Each year more than 5 billion cubic yards of concrete is used in
buildings, bridges, roads and countless other structures. That's
enough to fill 166,000 Olympic-sized swimming pools.
With concrete in such high demand, researchers are constantly
working to improve its main ingredient, cement paste. Cement paste
forms when cement reacts with water, along with other ingredients
such as gravel, sand or crushed stone.
Zachary Grasley, assistant professor in the Zachry Department of
Civil Engineering at Texas A&M, is one of those
researchers.
Grasley's research focuses on cement-based materials, and one
current project earned Grasley the prestigious National Science
Foundation Faculty Early Career Development (CAREER) Award in
2009.
Grasley is measuring the mechanical properties - such as
stiffness, or viscoelasticity, which incorporates aspects of both
fluid behavior (viscosity) and solid behavior (elasticity) - of the
nanometer-scale phases inside cement-based materials. He will use
the measurements to develop a computational model to predict the
properties of the bulk material used in construction.
Materials with viscoelastic properties can relax away a force
that is exerted upon them. This is one reason that viscoelastic
properties in concrete are important. If concrete is designed with
significant viscoelastic properties, then it will be able to
relieve stresses and in the end reduce the risk of cracking and
damage.
"The idea here is primarily to develop a predictive model,"
Grasley explains. "The tests to characterize viscoelastic
properties of cement-based materials are difficult, so it would be
very nice to be able to predict those properties simply by
considering the chemistry and other properties of the cement that
is used in concrete."
However, Grasley points out that sometimes having high
viscoelasticity can be too much of a good thing.
"If you have a column on a bridge and you've got a viscoelastic
material - concrete - that column will get shorter with time
because of the mass that is sitting on it," Grasley explains.
The project is nearing the end of the first of three stages.
During this part of the project, tests measure the viscoelastic
properties of the primary reaction phase of cement-based materials,
the calcium-silicate-hydrate phase.
To do this, Grasley uses an atomic-force microscope. The
microscope has a probe with a tiny tip that is inserted into a puck
of hardened cement paste fixed in epoxy and polished to a shiny,
smooth finish. He can estimate the viscoelastic properties of the
cement paste from the applied force and the resulting gradual
displacement of the probe tip into the sample.

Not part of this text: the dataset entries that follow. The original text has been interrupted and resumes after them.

//! Error handling module
//!
//! Centralized error types and HTTP response conversion.

use axum::http::StatusCode;
use axum::response::{IntoResponse, Response};
use axum::Json;
use serde::Serialize;

/// Application-wide Result type
pub type AppResult<T> = Result<T, AppError>;

/// Application error types
#[derive(Debug, thiserror::Error)]
pub enum AppError {
    // Client errors (4xx)
    #[error("Invalid request: {0}")]
    InvalidRequest(String),

    #[error("Wallet not found: {0}")]
    WalletNotFound(String),

    #[error("Recharge not found: {0}")]
    RechargeNotFound(String),

    #[error("Unsupported payment provider: {0}")]
    UnsupportedProvider(String),

    #[error("Webhook signature verification failed")]
    InvalidWebhookSignature,

    #[error("Version conflict: concurrent modification detected")]
    VersionConflict,

    // Domain errors
    #[error(transparent)]
    Domain(#[from] crate::domain::DomainError),

    // External dependencies
    #[error("Payment gateway error: {0}")]
    Gateway(#[from] crate::gateway::GatewayError),

    // Server errors (5xx)
    #[error("Database error: {0}")]
    Database(#[from] sqlx::Error),

    #[error("Serialization error: {0}")]
    Serialization(#[from] serde_json::Error),

    #[error("Internal error: {0}")]
    Internal(String),

    #[error("Configuration error: {0}")]
    Config(#[from] crate::config::ConfigError),
}

/// Error response body
#[derive(Debug, Serialize)]
pub struct ErrorResponse {
    pub error: String,
    pub error_code: String,
    #[serde(skip_serializing_if = "Option::is_none")]
    pub details: Option<String>,
}

impl IntoResponse for AppError {
    fn into_response(self) -> Response {
        let (status, error_code, details) = match &self {
            // 400 Bad Request
            AppError::InvalidRequest(msg) => {
                (StatusCode::BAD_REQUEST, "invalid_request", Some(msg.clone()))
            }
            AppError::UnsupportedProvider(name) => {
                (StatusCode::BAD_REQUEST, "unsupported_provider", Some(name.clone()))
            }
            AppError::InvalidWebhookSignature => {
                (StatusCode::BAD_REQUEST, "invalid_webhook_signature", None)
            }

            // 404 Not Found
            AppError::WalletNotFound(id) => {
                (StatusCode::NOT_FOUND, "wallet_not_found", Some(id.clone()))
            }
            AppError::RechargeNotFound(id) => {
                (StatusCode::NOT_FOUND, "recharge_not_found", Some(id.clone()))
            }

            // 409 Conflict
            AppError::VersionConflict => {
                (StatusCode::CONFLICT, "version_conflict", None)
            }

            // Domain errors - map to appropriate HTTP status
            AppError::Domain(ref domain_err) => {
                use crate::domain::DomainError;
                match domain_err {
                    DomainError::InsufficientBalance { .. } => {
                        (StatusCode::BAD_REQUEST, "insufficient_balance", Some(domain_err.to_string()))
                    }
                    DomainError::WalletNotActive => {
                        (StatusCode::BAD_REQUEST, "wallet_not_active", None)
                    }
                    DomainError::InvalidAmount(msg) => {
                        (StatusCode::BAD_REQUEST, "invalid_amount", Some(msg.clone()))
                    }
                    DomainError::InvalidReference(msg) => {
                        (StatusCode::BAD_REQUEST, "invalid_reference", Some(msg.clone()))
                    }
                    DomainError::CurrencyMismatch { .. } => {
                        (StatusCode::BAD_REQUEST, "currency_mismatch", Some(domain_err.to_string()))
                    }
                    DomainError::InvalidStateTransition { .. } => {
                        (StatusCode::CONFLICT, "invalid_state_transition", Some(domain_err.to_string()))
                    }
                    DomainError::ReferenceMismatch { .. } => {
                        (StatusCode::CONFLICT, "reference_mismatch", Some(domain_err.to_string()))
                    }
                    DomainError::BusinessRuleViolation(msg) => {
                        (StatusCode::UNPROCESSABLE_ENTITY, "business_rule_violation", Some(msg.clone()))
                    }
                }
            }

            // 502 Bad Gateway
            AppError::Gateway(e) => {
                tracing::error!("Payment gateway error: {:?}", e);
                (StatusCode::BAD_GATEWAY, "payment_gateway_error", None)
            }

            // 500 Internal Server Error
            AppError::Database(e) => {
                tracing::error!("Database error: {:?}", e);
                (StatusCode::INTERNAL_SERVER_ERROR, "database_error", None)
            }
            AppError::Serialization(e) => {
                tracing::error!("Serialization error: {:?}", e);
                (StatusCode::INTERNAL_SERVER_ERROR, "serialization_error", None)
            }
            AppError::Internal(msg) => {
                tracing::error!("Internal error: {}", msg);
                (StatusCode::INTERNAL_SERVER_ERROR, "internal_error", None)
            }
            AppError::Config(e) => {
                tracing::error!("Config error: {:?}", e);
                (StatusCode::INTERNAL_SERVER_ERROR, "config_error", None)
            }
        };

        let body = ErrorResponse {
            error: self.to_string(),
            error_code: error_code.to_string(),
            details,
        };

        (status, Json(body)).into_response()
    }
}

Grasley says this is one of the first attempts to measure the
viscoelastic properties of cement paste at this length scale.
Once the properties of the materials are known, stage two can
begin. In this phase, the properties are entered into Grasley's
computational model. The model includes individual reaction
products, but Grasley is trying to find out the property of the
entire model, not just the products or smaller phases.
"We expect concrete to be in service for years, decades even,"
Grasley says. "But concrete is constantly changing and chemically
reacting, which changes its properties. We'd like to be able to
predict viscoelasticity on the macroscale over a long time
scale."
After the computational model is complete, stage three, testing,
begins. The goal of stage three is to test the computational model
for accuracy.
"Since much of the concrete construction in the world is
publicly funded by taxpayers, everyone has the potential to benefit
from concrete with improved design," Grasley says. "Concrete is the
most widely used material in the world after water. So it is pretty
important. It has a huge impact on societies."